This note includes dividing the original tiff file into tiles,  
dividing the images into fold using GroupKFold with the name of the original file,  
and saving this information.

# Imports

In [1]:
import cv2
import numpy as np
import pandas as pd

import rasterio
from sklearn.model_selection import GroupKFold

from tqdm.notebook import tqdm

from utils import (
    rle_decode,
    make_slices,
    load_image_from_slice,
    is_null_image,
)

from params import *

import warnings
warnings.filterwarnings('ignore')

# Load dataset
train file contains rle label respect to tiff file name.

In [2]:
df_train = pd.read_csv(TRAIN_CSV)

# Split images and save

In [None]:
total = 0 # Count total slices
valid = 0 # Count valid images
# Calculate mean values for later image normalization.
image_sum = [] # Mean of pixel values for each channel(RGB).
image_sqsum = [] # Square mean of pixel values for each channel(RGB).

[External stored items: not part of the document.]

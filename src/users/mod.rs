pub mod handlers;
pub mod models;
pub mod repository;

pub use handlers::*;
pub use models::*;
pub use repository::UsersAdminRepository;
// HTTP handlers for admin user management (routes are admin-gated)

use axum::{
    extract::{Path, State},
    Json,
};
use validator::Validate;

use crate::error::ApiError;
use crate::offers::models::DiscountType;
use crate::users::models::{AdminUserView, GrantBirthdayDiscountRequest, UpdateRoleRequest};

/// Handler for GET /api/admin/users
pub async fn list_users_handler(
    State(state): State<crate::AppState>,
) -> Result<Json<Vec<AdminUserView>>, ApiError> {
    let users = state.users_admin_repo.list_users().await?;
    Ok(Json(users))
}

/// Handler for GET /api/admin/users/:id
pub async fn get_user_handler(
    State(state): State<crate::AppState>,
    Path(id): Path<i32>,
) -> Result<Json<AdminUserView>, ApiError> {
    let user = state.users_admin_repo.get_user(id).await?;
    Ok(Json(user))
}

/// Handler for PATCH /api/admin/users/:id/role
pub async fn update_role_handler(
    State(state): State<crate::AppState>,
    Path(id): Path<i32>,
    Json(request): Json<UpdateRoleRequest>,
) -> Result<Json<AdminUserView>, ApiError> {
    let user = state.users_admin_repo.set_role(id, request.role).await?;

    tracing::info!("User {} role changed to {}", id, request.role);
    Ok(Json(user))
}

/// Handler for POST /api/admin/users/:id/birthday-discount
pub async fn grant_birthday_discount_handler(
    State(state): State<crate::AppState>,
    Path(id): Path<i32>,
    Json(request): Json<GrantBirthdayDiscountRequest>,
) -> Result<Json<AdminUserView>, ApiError> {
    request.validate()?;

    let discount_type = match request.discount_type {
        DiscountType::Fixed => "fixed",
        DiscountType::Percentage => "percentage",
    };

    let user = state
        .users_admin_repo
        .grant_birthday_discount(id, request.value, discount_type)
        .await?;

    tracing::info!(
        "Granted birthday discount ({} {}) to user {}",
        request.value,
        discount_type,
        id
    );
    Ok(Json(user))
}

/// Handler for POST /api/admin/users/:id/verify-email
pub async fn verify_email_handler(
    State(state): State<crate::AppState>,
    Path(id): Path<i32>,
) -> Result<Json<AdminUserView>, ApiError> {
    let user = state.users_admin_repo.set_email_verified(id).await?;

    tracing::info!("User {} marked email-verified", id);
    Ok(Json(user))
}
use axum::{
    http::StatusCode,
    response::{IntoResponse, Response},
    Json,
};
use serde_json::json;

/// Error types for daily-offer operations
#[derive(Debug, thiserror::Error)]
pub enum OfferError {
    #[error("Database error: {0}")]
    DatabaseError(String),

    #[error("Offer not found")]
    NotFound,

    #[error("Menu item not found: {0}")]
    MenuItemNotFound(i32),

    #[error("Loyalty level not found: {0}")]
    LoyaltyLevelNotFound(i32),

    #[error("Validation error: {0}")]
    ValidationError(String),
}

impl From<sqlx::Error> for OfferError {
    fn from(err: sqlx::Error) -> Self {
        OfferError::DatabaseError(err.to_string())
    }
}

impl IntoResponse for OfferError {
    fn into_response(self) -> Response {
        let (status, error_message) = match self {
            OfferError::DatabaseError(msg) => {
                tracing::error!("Offer database error: {}", msg);
                (
                    StatusCode::INTERNAL_SERVER_ERROR,
                    "A database error occurred".to_string(),
                )
            }
            OfferError::NotFound => (StatusCode::NOT_FOUND, self.to_string()),
            OfferError::MenuItemNotFound(id) => (
                StatusCode::BAD_REQUEST,
                format!("Menu item with id {} not found", id),
            ),
            OfferError::LoyaltyLevelNotFound(id) => (
                StatusCode::BAD_REQUEST,
                format!("Loyalty level with id {} not found", id),
            ),
            OfferError::ValidationError(msg) => (StatusCode::BAD_REQUEST, msg),
        };

        let body = Json(json!({
            "error": error_message,
        }));

        (status, body).into_response()
    }
}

for i, row in df_train.iterrows():
    # Create folder for each tiff ids.
    image_path = TILE_PATH / row['id']  / 'images'
    mask_path = TILE_PATH / row['id']  / 'masks'
    if not image_path.is_dir():
        Path.mkdir(image_path, exist_ok=True, parents=True)
    if not mask_path.is_dir():
        Path.mkdir(mask_path, exist_ok=True, parents=True)

    # open tiff file using rasterio package
    tiff_file = TRAIN_PATH / (row['id'] + '.tiff')
    dataset = rasterio.open(tiff_file)

    # make slice and decode rle
    slices = make_slices(dataset)
    mask_tot = rle_decode(row['encoding'], dataset.shape)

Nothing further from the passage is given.